■ BRIEF ■
Write out the data exactly from its first line onward, ending with the line in which "use std::time::Duration;" appears.
Segment Open
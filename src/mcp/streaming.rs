//! Streaming Emitter
//!
//! Re-emits a tool result as `start`, a run of bounded `chunk` events with
//! progress, then `end`. Failures become a single in-band `error` event.

use futures::{stream, Stream};
use serde::Serialize;
use serde_json::Value;
use std::collections::VecDeque;
use std::sync::Arc;
use std::time::Duration;

use super::dispatcher::ToolDispatcher;
use crate::server::metrics;

/// Default number of records per chunk.
pub const DEFAULT_CHUNK_SIZE: usize = 10;

/// Default pause before each chunk.
pub const DEFAULT_CHUNK_DELAY: Duration = Duration::from_millis(100);

#[derive(Debug, Clone, Copy, PartialEq)]
pub struct StreamSettings {
    pub chunk_size: usize,
    pub delay: Duration,
}

impl Default for StreamSettings {
    fn default() -> Self {
        Self {
            chunk_size: DEFAULT_CHUNK_SIZE,
            delay: DEFAULT_CHUNK_DELAY,
        }
    }
}

#[derive(Debug, Clone, Copy, PartialEq, Eq, Serialize)]
pub struct Progress {
    pub current: usize,
    pub total: usize,
}

/// One server-sent event of a streamed tool call.
#[derive(Debug, Clone, PartialEq, Serialize)]
#[serde(tag = "type", rename_all = "snake_case")]
pub enum StreamChunk {
    Start {
        tool: String,
        timestamp: String,
    },
    Chunk {
        data: Vec<Value>,
        progress: Progress,
        timestamp: String,
    },
    End {
        timestamp: String,
    },
    Error {
        message: String,
        timestamp: String,
    },
}

impl StreamChunk {
    pub fn kind(&self) -> &'static str {
        match self {
            StreamChunk::Start { .. } => "start",
            StreamChunk::Chunk { .. } => "chunk",
            StreamChunk::End { .. } => "end",
            StreamChunk::Error { .. } => "error",
        }
    }
}

fn now() -> String {
    chrono::Utc::now().to_rfc3339()
}

enum Phase {
    Start,
    Fetch,
    Emitting {
        groups: VecDeque<Vec<Value>>,
        emitted: usize,
        total: usize,
    },
    Finished,
}

struct Emitter {
    dispatcher: Arc<ToolDispatcher>,
    tool: String,
    params: Value,
    settings: StreamSettings,
    phase: Phase,
}

impl Emitter {
    async fn next_chunk(&mut self) -> Option<StreamChunk> {
        loop {
            match std::mem::replace(&mut self.phase, Phase::Finished) {
                Phase::Start => {
                    self.phase = Phase::Fetch;
                    return Some(StreamChunk::Start {
                        tool: self.tool.clone(),
                        timestamp: now(),
                    });
                }
                Phase::Fetch => {
                    let params = std::mem::take(&mut self.params);
                    match self.dispatcher.invoke(&self.tool, params).await {
                        Ok(envelope) => {
                            let records = extract_records(envelope.result.unwrap_or_default());
                            let total = records.len();
                            self.phase = Phase::Emitting {
                                groups: partition(records, self.settings.chunk_size),
                                emitted: 0,
                                total,
                            };
                        }
                        Err(e) => {
                            return Some(StreamChunk::Error {
                                message: e.to_string(),
                                timestamp: now(),
                            });
                        }
                    }
                }
                Phase::Emitting {
                    mut groups,
                    emitted,
                    total,
                } => {
                    let Some(group) = groups.pop_front() else {
                        return Some(StreamChunk::End { timestamp: now() });
                    };
                    if !self.settings.delay.is_zero() {
                        tokio::time::sleep(self.settings.delay).await;
                    }
                    let emitted = emitted + group.len();
                    self.phase = Phase::Emitting {
                        groups,
                        emitted,
                        total,
                    };
                    metrics::record_stream_chunk();
                    return Some(StreamChunk::Chunk {
                        data: group,
                        progress: Progress {
                            current: emitted,
                            total,
                        },
                        timestamp: now(),
                    });
                }
                Phase::Finished => return None,
            }
        }
    }
}

/// Records carried by a dispatcher result: its `records` array when present,
/// the result itself when it is an array, otherwise the result as one record.
fn extract_records(result: Value) -> Vec<Value> {
    match result {
        Value::Array(records) => records,
        Value::Object(mut map) => match map.remove("records") {
            Some(Value::Array(records)) => records,
            Some(other) => {
                map.insert("records".to_string(), other);
                vec![Value::Object(map)]
            }
            None => vec![Value::Object(map)],
        },
        other => vec![other],
    }
}

fn partition(records: Vec<Value>, chunk_size: usize) -> VecDeque<Vec<Value>> {
    let chunk_size = chunk_size.max(1);
    let mut groups = VecDeque::with_capacity(records.len().div_ceil(chunk_size));
    let mut records = records.into_iter().peekable();
    while records.peek().is_some() {
        groups.push_back(records.by_ref().take(chunk_size).collect());
    }
    groups
}

/// Lazily stream the result of one tool call.
///
/// The tool is invoked once, after `start` is pulled. Dropping the stream
/// stops emission.
pub fn stream_tool_call(
    dispatcher: Arc<ToolDispatcher>,
    tool: String,
    params: Value,
    settings: StreamSettings,
) -> impl Stream<Item = StreamChunk> + Send + 'static {
    let emitter = Emitter {
        dispatcher,
        tool,
        params,
        settings,
        phase: Phase::Start,
    };
    stream::unfold(emitter, |mut emitter| async move {
        let chunk = emitter.next_chunk().await?;
        Some((chunk, emitter))
    })
}

#[cfg(test)]
mod tests {
    use super::*;
    use crate::mcp::mode::McpMode;
    use crate::odoo::{MockOdooRemote, RemoteError};
    use futures::StreamExt;
    use serde_json::json;

    fn settings(chunk_size: usize) -> StreamSettings {
        StreamSettings {
            chunk_size,
            delay: Duration::ZERO,
        }
    }

    fn remote_with_records(n: usize) -> MockOdooRemote {
        let mut remote = MockOdooRemote::new();
        remote
            .expect_search_read()
            .times(1)
            .returning(move |_, _, _| Ok((1..=n).map(|id| json!({"id": id})).collect()));
        remote
    }

    async fn collect(
        mode: McpMode,
        remote: MockOdooRemote,
        tool: &str,
        params: Value,
        settings: StreamSettings,
    ) -> Vec<StreamChunk> {
        let dispatcher = Arc::new(ToolDispatcher::new(mode, Arc::new(remote)));
        stream_tool_call(dispatcher, tool.to_string(), params, settings)
            .collect()
            .await
    }

    fn progress_of(chunk: &StreamChunk) -> Option<(usize, usize)> {
        match chunk {
            StreamChunk::Chunk { progress, .. } => Some((progress.current, progress.total)),
            _ => None,
        }
    }

    #[tokio::test]
    async fn twenty_five_records_in_chunks_of_ten() {
        let chunks = collect(
            McpMode::Readonly,
            remote_with_records(25),
            "odoo_search",
            json!({"model": "res.partner"}),
            settings(10),
        )
        .await;

        let kinds: Vec<_> = chunks.iter().map(|c| c.kind()).collect();
        assert_eq!(kinds, vec!["start", "chunk", "chunk", "chunk", "end"]);

        let progress: Vec<_> = chunks.iter().filter_map(progress_of).collect();
        assert_eq!(progress, vec![(10, 25), (20, 25), (25, 25)]);

        // Order is preserved across chunks.
        let ids: Vec<_> = chunks
            .iter()
            .filter_map(|c| match c {
                StreamChunk::Chunk { data, .. } => Some(data.clone()),
                _ => None,
            })
            .flatten()
            .map(|r| r["id"].as_u64().unwrap())
            .collect();
        assert_eq!(ids, (1..=25).collect::<Vec<u64>>());
    }

    #[tokio::test]
    async fn chunk_count_is_ceiling_of_records_over_size() {
        for (n, size) in [(1, 10), (10, 10), (11, 10), (7, 3), (9, 1)] {
            let chunks = collect(
                McpMode::Readonly,
                remote_with_records(n),
                "odoo_search",
                json!({"model": "res.partner"}),
                settings(size),
            )
            .await;

            let progress: Vec<_> = chunks.iter().filter_map(progress_of).collect();
            assert_eq!(progress.len(), n.div_ceil(size));
            assert!(progress.windows(2).all(|w| w[0].0 < w[1].0));
            assert_eq!(progress.last().map(|p| p.0), Some(n));
            assert_eq!(chunks.last().map(|c| c.kind()), Some("end"));
        }
    }

    #[tokio::test]
    async fn empty_result_is_start_then_end() {
        let chunks = collect(
            McpMode::Readonly,
            remote_with_records(0),
            "odoo_search",
            json!({"model": "res.partner"}),
            settings(10),
        )
        .await;

        let kinds: Vec<_> = chunks.iter().map(|c| c.kind()).collect();
        assert_eq!(kinds, vec!["start", "end"]);
    }

    #[tokio::test]
    async fn remote_failure_is_a_single_error_event() {
        let mut remote = MockOdooRemote::new();
        remote
            .expect_search_read()
            .returning(|_, _, _| Err(RemoteError::Connection("connection refused".to_string())));

        let chunks = collect(
            McpMode::Readonly,
            remote,
            "odoo_search",
            json!({"model": "res.partner"}),
            settings(10),
        )
        .await;

        assert_eq!(chunks.len(), 2);
        assert_eq!(chunks[0].kind(), "start");
        match &chunks[1] {
            StreamChunk::Error { message, .. } => assert!(message.contains("connection refused")),
            other => panic!("expected error chunk, got {:?}", other),
        }
    }

    #[tokio::test]
    async fn denied_tool_is_reported_in_band() {
        let chunks = collect(
            McpMode::Readonly,
            MockOdooRemote::new(),
            "odoo_unlink",
            json!({"model": "res.partner", "ids": [1]}),
            settings(10),
        )
        .await;

        let kinds: Vec<_> = chunks.iter().map(|c| c.kind()).collect();
        assert_eq!(kinds, vec!["start", "error"]);
    }

    #[tokio::test]
    async fn non_collection_result_is_one_chunk() {
        let mut remote = MockOdooRemote::new();
        remote
            .expect_fields_get()
            .returning(|_, _| Ok(json!({"name": {"type": "char"}})));

        let chunks = collect(
            McpMode::Readonly,
            remote,
            "odoo_fields_get",
            json!({"model": "res.partner"}),
            settings(10),
        )
        .await;

        let progress: Vec<_> = chunks.iter().filter_map(progress_of).collect();
        assert_eq!(progress, vec![(1, 1)]);
        match &chunks[1] {
            StreamChunk::Chunk { data, .. } => assert_eq!(data[0]["model"], "res.partner"),
            other => panic!("expected chunk, got {:?}", other),
        }
    }

    #[tokio::test]
    async fn dropping_after_start_never_fetches() {
        // No expectations: fetching would panic.
        let dispatcher = Arc::new(ToolDispatcher::new(
            McpMode::Readonly,
            Arc::new(MockOdooRemote::new()),
        ));
        let first: Vec<_> = stream_tool_call(
            dispatcher,
            "odoo_search".to_string(),
            json!({"model": "res.partner"}),
            settings(10),
        )
        .take(1)
        .collect()
        .await;

        assert_eq!(first.len(), 1);
        assert_eq!(first[0].kind(), "start");
    }

    #[test]
    fn chunk_serialisation_shape() {
        let chunk = StreamChunk::Chunk {
            data: vec![json!({"id": 1})],
            progress: Progress {
                current: 1,
                total: 3,
            },
            timestamp: "2024-01-01T00:00:00+00:00".to_string(),
        };
        assert_eq!(
            serde_json::to_value(&chunk).unwrap(),
            json!({
                "type": "chunk",
                "data": [{"id": 1}],
                "progress": {"current": 1, "total": 3},
                "timestamp": "2024-01-01T00:00:00+00:00"
            })
        );

        let start = serde_json::to_value(StreamChunk::Start {
            tool: "odoo_search".to_string(),
            timestamp: now(),
        })
        .unwrap();
        assert_eq!(start["type"], "start");
        assert!(chrono::DateTime::parse_from_rfc3339(start["timestamp"].as_str().unwrap()).is_ok());
    }

    #[test]
    fn extract_records_rules() {
        assert_eq!(extract_records(json!([1, 2])), vec![json!(1), json!(2)]);
        assert_eq!(
            extract_records(json!({"model": "m", "records": [{"id": 1}]})),
            vec![json!({"id": 1})]
        );
        assert_eq!(extract_records(json!({"model": "m"})), vec![json!({"model": "m"})]);
    }
}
Segment Closed
■ ANSWER BOX ■
filename src/mcp/streaming.rs
//! Streaming Emitter
//!
//! Re-emits a tool result as `start`, a run of bounded `chunk` events with
//! progress, then `end`. Failures become a single in-band `error` event.

use futures::{stream, Stream};
use serde::Serialize;
use serde_json::Value;
use std::collections::VecDeque;
use std::sync::Arc;
use std::time::Duration;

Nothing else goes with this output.